### Exercise instructions:
Please repeat the records exactly from their first line, finishing at the line containing "use crate::inbound::http::ApiResult;" and including it.

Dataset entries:
- - -

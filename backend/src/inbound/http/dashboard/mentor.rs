//! Mentor pages. Every list and decision is limited to the mentor's own
//! projects.
//!
//! ```text
//! GET  /api/v1/dashboard/mentor/overview
//! GET  /api/v1/dashboard/mentor/requests?sort=az
//! POST /api/v1/dashboard/mentor/requests/{request_id}/decision {"status":"approved"}
//! GET  /api/v1/dashboard/mentor/tests
//! POST /api/v1/dashboard/mentor/tests
//! GET  /api/v1/dashboard/mentor/submissions
//! POST /api/v1/dashboard/mentor/submissions/{submission_id}/review {"status":"approved"}
//! GET  /api/v1/dashboard/mentor/feedback
//! POST /api/v1/dashboard/mentor/feedback
//! ```

use actix_web::{HttpResponse, get, post, web};
use serde::Deserialize;
use utoipa::IntoParams;

use crate::domain::dashboard::{
    FeedbackDraft, FeedbackView, MentorOverview, RequestDecision, RequestView, ReviewDecision,
    SubmissionView, TestDraft,
};
use crate::domain::{Error, ProjectTest, RequestId, RequestSort, SubmissionId};
use crate::inbound::http::ApiResult;
use crate::inbound::http::guard::admit;
use crate::inbound::http::session::SessionContext;
use crate::inbound::http::state::HttpState;

const HOME: &str = "/dashboard/mentor";
const REQUESTS: &str = "/dashboard/mentor/requests";
const TEST_CREATOR: &str = "/dashboard/mentor/test-creator";
const SUBMISSIONS: &str = "/dashboard/mentor/submissions";
const FEEDBACK: &str = "/dashboard/mentor/feedback";

/// Ordering for the request list.
#[derive(Debug, Default, Deserialize, IntoParams)]
pub struct RequestsQuery {
    /// `newest` (default), `oldest`, `az` or `za`.
    #[param(value_type = Option<String>, example = "az")]
    pub sort: Option<RequestSort>,
}

/// Pending work on the mentor's projects.
#[utoipa::path(
    get,
    path = "/api/v1/dashboard/mentor/overview",
    responses(
        (status = 200, description = "Mentor overview", body = MentorOverview),
        (status = 401, description = "Not signed in", body = Error),
        (status = 403, description = "Not a mentor", body = Error)
    ),
    tags = ["mentor"],
    operation_id = "mentorOverview"
)]
#[get("/dashboard/mentor/overview")]
pub async fn overview(
    state: web::Data<HttpState>,
    session: SessionContext,
) -> ApiResult<web::Json<MentorOverview>> {
    let me = admit(&state, session, HOME).await?;
    Ok(web::Json(state.mentor.overview(&me).await))
}

/// Applications to the mentor's projects.
#[utoipa::path(
    get,
    path = "/api/v1/dashboard/mentor/requests",
    params(RequestsQuery),
    responses(
        (status = 200, description = "Student requests", body = [RequestView]),
        (status = 400, description = "Unknown sort", body = Error),
        (status = 401, description = "Not signed in", body = Error),
        (status = 403, description = "Not a mentor", body = Error)
    ),
    tags = ["mentor"],
    operation_id = "studentRequests"
)]
#[get("/dashboard/mentor/requests")]
pub async fn requests(
    state: web::Data<HttpState>,
    session: SessionContext,
    query: web::Query<RequestsQuery>,
) -> ApiResult<web::Json<Vec<RequestView>>> {
    let me = admit(&state, session, REQUESTS).await?;
    let sort = query.sort.unwrap_or_default();
    Ok(web::Json(state.mentor.requests(&me, sort).await))
}

/// Approve or reject an application.
#[utoipa::path(
    post,
    path = "/api/v1/dashboard/mentor/requests/{request_id}/decision",
    params(("request_id" = String, Path, description = "Request to decide")),
    request_body = RequestDecision,
    responses(
        (status = 200, description = "Updated request", body = RequestView),
        (status = 400, description = "Invalid decision", body = Error),
        (status = 403, description = "Not the mentor's project", body = Error),
        (status = 404, description = "Unknown request", body = Error)
    ),
    tags = ["mentor"],
    operation_id = "decideRequest"
)]
#[post("/dashboard/mentor/requests/{request_id}/decision")]
pub async fn decide_request(
    state: web::Data<HttpState>,
    session: SessionContext,
    path: web::Path<RequestId>,
    payload: web::Json<RequestDecision>,
) -> ApiResult<web::Json<RequestView>> {
    let me = admit(&state, session, REQUESTS).await?;
    let view = state
        .mentor
        .decide_request(&me, path.into_inner(), payload.into_inner())
        .await?;
    Ok(web::Json(view))
}

/// Tests the mentor has written, answers included.
#[utoipa::path(
    get,
    path = "/api/v1/dashboard/mentor/tests",
    responses(
        (status = 200, description = "Tests", body = [ProjectTest]),
        (status = 401, description = "Not signed in", body = Error),
        (status = 403, description = "Not a mentor", body = Error)
    ),
    tags = ["mentor"],
    operation_id = "mentorTests"
)]
#[get("/dashboard/mentor/tests")]
pub async fn tests(
    state: web::Data<HttpState>,
    session: SessionContext,
) -> ApiResult<web::Json<Vec<ProjectTest>>> {
    let me = admit(&state, session, TEST_CREATOR).await?;
    Ok(web::Json(state.mentor.tests(&me).await))
}

/// Create a multiple-choice test for an owned project.
#[utoipa::path(
    post,
    path = "/api/v1/dashboard/mentor/tests",
    request_body = TestDraft,
    responses(
        (status = 201, description = "Test created", body = ProjectTest),
        (status = 400, description = "Invalid test", body = Error),
        (status = 403, description = "Not the mentor's project", body = Error),
        (status = 404, description = "Unknown project", body = Error)
    ),
    tags = ["mentor"],
    operation_id = "createTest"
)]
#[post("/dashboard/mentor/tests")]
pub async fn create_test(
    state: web::Data<HttpState>,
    session: SessionContext,
    payload: web::Json<TestDraft>,
) -> ApiResult<HttpResponse> {
    let me = admit(&state, session, TEST_CREATOR).await?;
    let test = state.mentor.create_test(&me, payload.into_inner()).await?;
    Ok(HttpResponse::Created().json(test))
}

/// Work handed in on the mentor's projects.
#[utoipa::path(
    get,
    path = "/api/v1/dashboard/mentor/submissions",
    responses(
        (status = 200, description = "Submissions", body = [SubmissionView]),
        (status = 401, description = "Not signed in", body = Error),
        (status = 403, description = "Not a mentor", body = Error)
    ),
    tags = ["mentor"],
    operation_id = "mentorSubmissions"
)]
#[get("/dashboard/mentor/submissions")]
pub async fn submissions(
    state: web::Data<HttpState>,
    session: SessionContext,
) -> ApiResult<web::Json<Vec<SubmissionView>>> {
    let me = admit(&state, session, SUBMISSIONS).await?;
    Ok(web::Json(state.mentor.submissions(&me).await))
}

/// Settle a submission.
#[utoipa::path(
    post,
    path = "/api/v1/dashboard/mentor/submissions/{submission_id}/review",
    params(("submission_id" = String, Path, description = "Submission to review")),
    request_body = ReviewDecision,
    responses(
        (status = 200, description = "Updated submission", body = SubmissionView),
        (status = 400, description = "Invalid verdict", body = Error),
        (status = 403, description = "Not the mentor's project", body = Error),
        (status = 404, description = "Unknown submission", body = Error)
    ),
    tags = ["mentor"],
    operation_id = "reviewSubmission"
)]
#[post("/dashboard/mentor/submissions/{submission_id}/review")]
pub async fn review_submission(
    state: web::Data<HttpState>,
    session: SessionContext,
    path: web::Path<SubmissionId>,
    payload: web::Json<ReviewDecision>,
) -> ApiResult<web::Json<SubmissionView>> {
    let me = admit(&state, session, SUBMISSIONS).await?;
    let view = state
        .mentor
        .review_submission(&me, path.into_inner(), payload.into_inner())
        .await?;
    Ok(web::Json(view))
}

/// Feedback the mentor has given.
#[utoipa::path(
    get,
    path = "/api/v1/dashboard/mentor/feedback",
    responses(
        (status = 200, description = "Feedback", body = [FeedbackView]),
        (status = 401, description = "Not signed in", body = Error),
        (status = 403, description = "Not a mentor", body = Error)
    ),
    tags = ["mentor"],
    operation_id = "mentorFeedback"
)]
#[get("/dashboard/mentor/feedback")]
pub async fn feedback(
    state: web::Data<HttpState>,
    session: SessionContext,
) -> ApiResult<web::Json<Vec<FeedbackView>>> {
    let me = admit(&state, session, FEEDBACK).await?;
    Ok(web::Json(state.mentor.feedback(&me).await))
}

/// Rate and comment on a submission.
#[utoipa::path(
    post,
    path = "/api/v1/dashboard/mentor/feedback",
    request_body = FeedbackDraft,
    responses(
        (status = 201, description = "Feedback recorded", body = FeedbackView),
        (status = 400, description = "Invalid feedback", body = Error),
        (status = 403, description = "Not the mentor's project", body = Error),
        (status = 404, description = "Unknown submission", body = Error)
    ),
    tags = ["mentor"],
    operation_id = "giveFeedback"
)]
#[post("/dashboard/mentor/feedback")]
pub async fn give_feedback(
    state: web::Data<HttpState>,
    session: SessionContext,
    payload: web::Json<FeedbackDraft>,
) -> ApiResult<HttpResponse> {
    let me = admit(&state, session, FEEDBACK).await?;
    let view = state.mentor.give_feedback(&me, payload.into_inner()).await?;
    Ok(HttpResponse::Created().json(view))
}

/// Register the mentor endpoints.
pub fn configure(cfg: &mut web::ServiceConfig) {
    cfg.service(overview)
        .service(requests)
        .service(decide_request)
        .service(tests)
        .service(create_test)
        .service(submissions)
        .service(review_submission)
        .service(feedback)
        .service(give_feedback);
}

- - -

### Answer:
filename backend/src/inbound/http/dashboard/mentor.rs
//! Mentor pages. Every list and decision is limited to the mentor's own
//! projects.
//!
//! ```text
//! GET  /api/v1/dashboard/mentor/overview
//! GET  /api/v1/dashboard/mentor/requests?sort=az
//! POST /api/v1/dashboard/mentor/requests/{request_id}/decision {"status":"approved"}
//! GET  /api/v1/dashboard/mentor/tests
//! POST /api/v1/dashboard/mentor/tests
//! GET  /api/v1/dashboard/mentor/submissions
//! POST /api/v1/dashboard/mentor/submissions/{submission_id}/review {"status":"approved"}
//! GET  /api/v1/dashboard/mentor/feedback
//! POST /api/v1/dashboard/mentor/feedback
//! ```

use actix_web::{HttpResponse, get, post, web};
use serde::Deserialize;
use utoipa::IntoParams;

use crate::domain::dashboard::{
    FeedbackDraft, FeedbackView, MentorOverview, RequestDecision, RequestView, ReviewDecision,
    SubmissionView, TestDraft,
};
use crate::domain::{Error, ProjectTest, RequestId, RequestSort, SubmissionId};
use crate::inbound::http::ApiResult;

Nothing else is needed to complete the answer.